Clearly, Chevron's main goal is the vilification of the Nigerian plaintiffs. With all the aspersions being cast, I wondered if we might finally see the elephant emerge in the courtroom: would Chevron play on racial fears? Here were black Niger Delta villagers defending their claims -- at times through an interpreter, at times through broken English -- before a predominantly white audience. Their dress is exotic; their accents are foreign; their hand gestures and body language might seem strange to the American juror.
Now with another week of testimony behind us, a racial subtext behind Chevron's strategy is beginning to emerge. In his opening, Chevron attorney Bob Mittelstaedt admitted that Chevron paid Nigerian soldiers for their services, but justified it on rather shaky grounds: Africa is a tough neighborhood where paying (bribing) officials is a fact of life -- just because the soldiers were paid by Chevron doesn't mean they were paid agents of Chevron. At first glance, this argument struck me as a Heart of Darkness defense: business in Africa plays by different rules. Apparently international law doesn't flow up the river Niger.
I thought that Chevron would avoid the racial pitfalls of this approach, but I seem to have overestimated them. On November 5th, we saw a videotaped deposition of co-plaintiff Bassey Jeje. Jeje was shot in the hand while he waved at the soldiers aboard the platform, begging them not to shoot. At the end of the interview, Mittelstaedt asks: "Mr. Jeje, did you think that if the bullets hit your body, they would bounce off?" After a puzzled pause, Jeje responds: "No. If a bullet hits your body, it will penetrate."

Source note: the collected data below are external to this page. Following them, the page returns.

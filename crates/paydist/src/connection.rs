//! Connection manager: turns a discovered wallet into a session bound to the
//! required network.

use alloy::primitives::Address;
use serde_json::json;

use crate::amount::Amount;
use crate::config::NetworkDescriptor;
use crate::constants::{REQUEST_PENDING_CODE, UNRECOGNIZED_CHAIN_CODE, USER_REJECTED_CODE};
use crate::discovery::{HostProvider, WalletCandidate};
use crate::error::{RpcError, WalletError, WalletErrorKind};
use crate::provider::{
    parse_accounts, parse_quantity, parse_u64_quantity, WalletProvider, ETH_ACCOUNTS,
    ETH_CHAIN_ID, ETH_GET_BALANCE, ETH_REQUEST_ACCOUNTS, WALLET_ADD_CHAIN, WALLET_SWITCH_CHAIN,
};

/// An authorized signing session on the required network.
///
/// Only [`ConnectionManager::connect`] creates sessions, and it never returns
/// one whose `network_id` differs from the required chain.
#[derive(Debug, Clone)]
pub struct Session<H> {
    pub address: Address,
    pub native_balance: Amount,
    pub network_id: u64,
    pub wallet_name: String,
    pub handle: H,
}

impl<H> Session<H> {
    /// EIP-55 checksummed payer address.
    pub fn checksum_address(&self) -> String {
        self.address.to_checksum(None)
    }
}

pub struct ConnectionManager {
    network: NetworkDescriptor,
}

impl ConnectionManager {
    pub fn new(network: NetworkDescriptor) -> Self {
        Self { network }
    }

    /// Authorize `candidate`, move it to the required network, and read the
    /// resulting account.
    pub async fn connect<H>(&self, candidate: &WalletCandidate<H>) -> Result<Session<H>, WalletError>
    where
        H: HostProvider + WalletProvider,
    {
        let handle = resolve_handle(candidate);

        let accounts = handle
            .request(ETH_REQUEST_ACCOUNTS, json!([]))
            .await
            .map_err(|e| authorization_error(&candidate.name, e))?;
        let accounts = parse_accounts(&accounts)
            .map_err(|e| WalletError::new(WalletErrorKind::Unknown, e))?;
        if accounts.is_empty() {
            return Err(WalletError::new(
                WalletErrorKind::NoAccounts,
                "No accounts found",
            ));
        }
        tracing::debug!(wallet = %candidate.name, accounts = accounts.len(), "accounts authorized");

        self.switch_network(&handle).await?;

        let address = match handle.request(ETH_ACCOUNTS, json!([])).await {
            Ok(v) => parse_accounts(&v)
                .ok()
                .and_then(|a| a.first().copied())
                .unwrap_or(accounts[0]),
            Err(e) => {
                tracing::debug!(error = %e, "eth_accounts failed, using authorized account");
                accounts[0]
            }
        };

        let balance = handle
            .request(
                ETH_GET_BALANCE,
                json!([address.to_checksum(None), "latest"]),
            )
            .await
            .map_err(|e| read_error("balance", e))
            .and_then(|v| {
                parse_quantity(&v).map_err(|e| WalletError::new(WalletErrorKind::Unknown, e))
            })?;

        let network_id = handle
            .request(ETH_CHAIN_ID, json!([]))
            .await
            .map_err(|e| read_error("chain id", e))
            .and_then(|v| {
                parse_u64_quantity(&v).map_err(|e| WalletError::new(WalletErrorKind::Unknown, e))
            })?;

        if network_id != self.network.chain_id {
            tracing::warn!(
                expected = self.network.chain_id,
                actual = network_id,
                wallet = %candidate.name,
                "wallet reports wrong network after switch"
            );
            return Err(WalletError::new(
                WalletErrorKind::WrongNetwork,
                format!(
                    "Please switch to {} network in your wallet.",
                    self.network.chain_name
                ),
            ));
        }

        let native_balance =
            Amount::from_units(balance, self.network.native_currency.decimals);

        tracing::info!(
            wallet = %candidate.name,
            address = %address,
            chain_id = network_id,
            native_balance = %native_balance,
            "wallet connected"
        );

        Ok(Session {
            address,
            native_balance,
            network_id,
            wallet_name: candidate.name.clone(),
            handle,
        })
    }

    async fn switch_network<W: WalletProvider>(&self, handle: &W) -> Result<(), WalletError> {
        let params = json!([{ "chainId": self.network.hex_chain_id() }]);
        let err = match handle.request(WALLET_SWITCH_CHAIN, params.clone()).await {
            Ok(_) => return Ok(()),
            Err(e) => e,
        };

        if err.code != UNRECOGNIZED_CHAIN_CODE {
            return Err(self.switch_error(err));
        }

        tracing::info!(chain_id = self.network.chain_id, "wallet lacks network, registering it");
        handle
            .request(WALLET_ADD_CHAIN, json!([self.network.add_chain_params()]))
            .await
            .map_err(|e| {
                tracing::warn!(error = %e, "network registration failed");
                WalletError::new(
                    WalletErrorKind::NetworkAddFailed,
                    format!("Failed to add {}: {}", self.network.chain_name, e.message),
                )
            })?;

        handle
            .request(WALLET_SWITCH_CHAIN, params)
            .await
            .map(|_| ())
            .map_err(|e| self.switch_error(e))
    }

    fn switch_error(&self, err: RpcError) -> WalletError {
        tracing::warn!(code = err.code, error = %err.message, "network switch failed");
        if err.code == USER_REJECTED_CODE {
            WalletError::new(
                WalletErrorKind::UserRejected,
                format!("User rejected network switch to {}", self.network.chain_name),
            )
        } else {
            WalletError::new(
                WalletErrorKind::NetworkSwitchFailed,
                format!(
                    "Failed to switch to {}: {}",
                    self.network.chain_name, err.message
                ),
            )
        }
    }
}

/// Pick the concrete provider behind a multiplexed handle, falling back to
/// the handle itself.
fn resolve_handle<H: HostProvider>(candidate: &WalletCandidate<H>) -> H {
    if let Some(flag) = candidate.vendor.flag() {
        if let Ok(subs) = candidate.handle.sub_providers() {
            if let Some(sub) = subs.into_iter().find(|p| p.flag(flag).unwrap_or(false)) {
                return sub;
            }
        }
    }
    candidate.handle.clone()
}

fn authorization_error(wallet: &str, err: RpcError) -> WalletError {
    tracing::warn!(wallet, code = err.code, error = %err.message, "account authorization failed");
    match err.code {
        USER_REJECTED_CODE => WalletError::new(
            WalletErrorKind::UserRejected,
            "Connection rejected by user",
        ),
        REQUEST_PENDING_CODE => WalletError::new(
            WalletErrorKind::RequestPending,
            "Connection request already pending. Please check your wallet.",
        ),
        _ => WalletError::new(
            WalletErrorKind::Unknown,
            format!("Failed to connect {wallet}: {}", err.message),
        ),
    }
}

fn read_error(what: &str, err: RpcError) -> WalletError {
    tracing::warn!(what, code = err.code, error = %err.message, "wallet read failed");
    WalletError::new(
        WalletErrorKind::NetworkTransient,
        format!("Failed to read {what} from wallet: {}", err.message),
    )
}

What was this magical thinking all about? Chevron's lawyers seem poised to bring racial stereotypes and associations to the foreground. All along, Chevron has claimed that the villagers pirated the platform and held the workers for ransom. There's just one problem: according to all the testimony, the villagers were unarmed. How did 150 unarmed protesters hold an equal number of workers and an armed detail of Nigerian soldiers hostage? According to a motion filed on November 6th, Chevron's lawyers will claim the protesters believed they were using juju.
The defense intends to submit into evidence a photograph of a supposed juju man or witch doctor among the villagers. The jury has yet to see the photos, but by all accounts, the argument will go as follows: the protesters were 'armed' with juju charms with which they intimidated the oil workers. Then, when Chevron helicopters shuttled Nigerian soldiers to the barge, the activists attacked them with their bare hands, believing their juju could block a bullet.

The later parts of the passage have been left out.